§ Work task
Scan the data below and copy each line where "points" occurs.

##### Material provided

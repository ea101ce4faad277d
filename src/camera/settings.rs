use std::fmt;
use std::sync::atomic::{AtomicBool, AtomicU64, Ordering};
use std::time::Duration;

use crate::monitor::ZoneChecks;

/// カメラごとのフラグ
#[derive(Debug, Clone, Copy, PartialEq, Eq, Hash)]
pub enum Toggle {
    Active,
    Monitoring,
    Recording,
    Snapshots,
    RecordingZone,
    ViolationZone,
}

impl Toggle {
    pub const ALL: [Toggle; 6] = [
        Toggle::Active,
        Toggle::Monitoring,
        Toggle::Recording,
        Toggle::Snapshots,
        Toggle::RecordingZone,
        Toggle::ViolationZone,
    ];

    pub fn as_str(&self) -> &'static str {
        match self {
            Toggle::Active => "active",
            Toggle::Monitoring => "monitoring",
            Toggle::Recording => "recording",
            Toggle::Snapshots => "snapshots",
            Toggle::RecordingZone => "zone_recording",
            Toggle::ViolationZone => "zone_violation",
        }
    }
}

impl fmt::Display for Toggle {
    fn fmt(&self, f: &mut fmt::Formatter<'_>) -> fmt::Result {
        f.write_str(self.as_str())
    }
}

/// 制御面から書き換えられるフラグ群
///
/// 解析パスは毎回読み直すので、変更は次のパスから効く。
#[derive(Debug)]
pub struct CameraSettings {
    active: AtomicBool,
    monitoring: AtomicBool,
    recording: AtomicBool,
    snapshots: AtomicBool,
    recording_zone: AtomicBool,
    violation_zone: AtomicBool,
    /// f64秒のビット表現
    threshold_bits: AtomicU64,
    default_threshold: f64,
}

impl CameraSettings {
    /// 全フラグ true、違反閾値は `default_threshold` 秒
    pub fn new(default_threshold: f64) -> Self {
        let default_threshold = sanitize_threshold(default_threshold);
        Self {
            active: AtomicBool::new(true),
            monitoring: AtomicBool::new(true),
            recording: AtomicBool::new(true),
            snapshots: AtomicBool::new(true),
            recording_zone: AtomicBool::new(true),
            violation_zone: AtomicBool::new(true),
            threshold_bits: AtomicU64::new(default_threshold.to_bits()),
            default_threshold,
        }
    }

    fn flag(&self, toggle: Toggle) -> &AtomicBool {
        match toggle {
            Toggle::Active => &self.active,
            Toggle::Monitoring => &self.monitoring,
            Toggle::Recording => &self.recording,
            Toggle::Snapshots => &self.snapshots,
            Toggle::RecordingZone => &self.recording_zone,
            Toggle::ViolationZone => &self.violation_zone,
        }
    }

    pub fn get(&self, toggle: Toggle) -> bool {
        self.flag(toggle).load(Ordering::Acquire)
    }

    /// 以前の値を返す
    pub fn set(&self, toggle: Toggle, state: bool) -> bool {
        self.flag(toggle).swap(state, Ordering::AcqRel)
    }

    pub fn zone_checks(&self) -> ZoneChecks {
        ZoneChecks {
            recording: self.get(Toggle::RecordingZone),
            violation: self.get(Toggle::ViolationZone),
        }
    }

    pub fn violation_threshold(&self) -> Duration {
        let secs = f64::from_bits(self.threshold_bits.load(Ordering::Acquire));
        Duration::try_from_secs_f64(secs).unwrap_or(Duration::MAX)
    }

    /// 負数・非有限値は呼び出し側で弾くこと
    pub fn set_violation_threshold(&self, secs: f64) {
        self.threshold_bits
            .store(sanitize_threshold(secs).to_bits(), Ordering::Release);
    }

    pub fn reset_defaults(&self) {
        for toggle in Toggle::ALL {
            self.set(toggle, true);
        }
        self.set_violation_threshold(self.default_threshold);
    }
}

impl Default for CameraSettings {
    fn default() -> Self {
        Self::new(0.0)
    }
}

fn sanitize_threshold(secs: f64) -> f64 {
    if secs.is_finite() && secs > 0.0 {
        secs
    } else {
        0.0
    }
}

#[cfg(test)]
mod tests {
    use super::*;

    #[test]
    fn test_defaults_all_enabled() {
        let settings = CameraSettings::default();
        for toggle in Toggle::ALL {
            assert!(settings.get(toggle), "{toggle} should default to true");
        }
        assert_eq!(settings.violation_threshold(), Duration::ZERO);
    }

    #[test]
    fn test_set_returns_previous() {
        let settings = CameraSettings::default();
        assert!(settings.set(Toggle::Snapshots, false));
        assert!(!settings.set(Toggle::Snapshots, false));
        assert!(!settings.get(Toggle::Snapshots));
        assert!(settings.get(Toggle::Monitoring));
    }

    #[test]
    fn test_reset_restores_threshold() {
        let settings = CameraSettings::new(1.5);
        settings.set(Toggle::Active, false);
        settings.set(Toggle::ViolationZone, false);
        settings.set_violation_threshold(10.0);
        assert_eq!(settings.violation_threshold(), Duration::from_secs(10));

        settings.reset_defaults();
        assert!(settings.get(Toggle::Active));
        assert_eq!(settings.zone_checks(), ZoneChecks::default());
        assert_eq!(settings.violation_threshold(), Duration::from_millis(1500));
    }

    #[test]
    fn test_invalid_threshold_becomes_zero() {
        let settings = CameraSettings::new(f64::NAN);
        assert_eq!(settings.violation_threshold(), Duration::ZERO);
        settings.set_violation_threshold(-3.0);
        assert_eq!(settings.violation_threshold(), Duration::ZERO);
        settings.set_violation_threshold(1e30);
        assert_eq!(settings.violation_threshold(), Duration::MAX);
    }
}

##########
##### Material provided

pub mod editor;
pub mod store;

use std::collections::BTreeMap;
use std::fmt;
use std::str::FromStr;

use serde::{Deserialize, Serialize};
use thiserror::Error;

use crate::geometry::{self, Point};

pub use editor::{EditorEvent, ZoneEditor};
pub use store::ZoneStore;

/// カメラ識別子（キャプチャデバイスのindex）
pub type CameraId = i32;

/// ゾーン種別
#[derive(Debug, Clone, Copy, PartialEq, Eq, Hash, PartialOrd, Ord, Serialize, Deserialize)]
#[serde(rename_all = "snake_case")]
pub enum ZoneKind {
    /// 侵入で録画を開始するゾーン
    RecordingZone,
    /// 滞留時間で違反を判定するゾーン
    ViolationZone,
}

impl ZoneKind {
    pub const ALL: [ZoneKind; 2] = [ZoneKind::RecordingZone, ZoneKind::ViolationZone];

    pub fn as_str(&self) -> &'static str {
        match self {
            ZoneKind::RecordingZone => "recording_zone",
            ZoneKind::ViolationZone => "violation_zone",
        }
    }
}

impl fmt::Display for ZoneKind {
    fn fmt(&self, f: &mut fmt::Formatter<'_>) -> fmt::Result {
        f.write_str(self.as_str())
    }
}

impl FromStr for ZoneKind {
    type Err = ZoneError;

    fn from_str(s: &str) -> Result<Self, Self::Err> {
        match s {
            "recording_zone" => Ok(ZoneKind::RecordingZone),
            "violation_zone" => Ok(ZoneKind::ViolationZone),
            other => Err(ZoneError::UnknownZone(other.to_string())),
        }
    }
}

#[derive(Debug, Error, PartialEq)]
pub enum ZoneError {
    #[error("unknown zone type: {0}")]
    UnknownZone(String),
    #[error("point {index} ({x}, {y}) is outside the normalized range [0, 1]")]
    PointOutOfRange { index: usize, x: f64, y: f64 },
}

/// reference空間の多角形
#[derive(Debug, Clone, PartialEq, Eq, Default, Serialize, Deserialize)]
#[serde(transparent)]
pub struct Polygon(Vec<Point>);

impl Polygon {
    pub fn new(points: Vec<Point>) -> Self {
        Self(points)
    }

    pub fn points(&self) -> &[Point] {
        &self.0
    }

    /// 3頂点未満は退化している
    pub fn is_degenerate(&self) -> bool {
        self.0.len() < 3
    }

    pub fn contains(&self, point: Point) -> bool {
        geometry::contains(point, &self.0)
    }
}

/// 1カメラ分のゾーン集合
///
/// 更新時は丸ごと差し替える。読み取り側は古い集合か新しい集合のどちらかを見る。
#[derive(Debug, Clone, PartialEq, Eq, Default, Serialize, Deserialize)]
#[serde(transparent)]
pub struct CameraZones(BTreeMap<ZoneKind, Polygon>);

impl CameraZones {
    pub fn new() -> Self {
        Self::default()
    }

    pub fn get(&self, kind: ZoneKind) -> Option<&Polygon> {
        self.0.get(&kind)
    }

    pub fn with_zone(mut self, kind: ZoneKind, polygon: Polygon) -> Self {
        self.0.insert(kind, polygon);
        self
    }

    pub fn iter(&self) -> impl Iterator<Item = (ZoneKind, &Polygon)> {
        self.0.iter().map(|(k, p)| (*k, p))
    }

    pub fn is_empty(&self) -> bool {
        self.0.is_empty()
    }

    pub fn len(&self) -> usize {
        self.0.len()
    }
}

##########

§ Written solution
    pub fn new(points: Vec<Point>) -> Self {
        Self(points)
    pub fn points(&self) -> &[Point] {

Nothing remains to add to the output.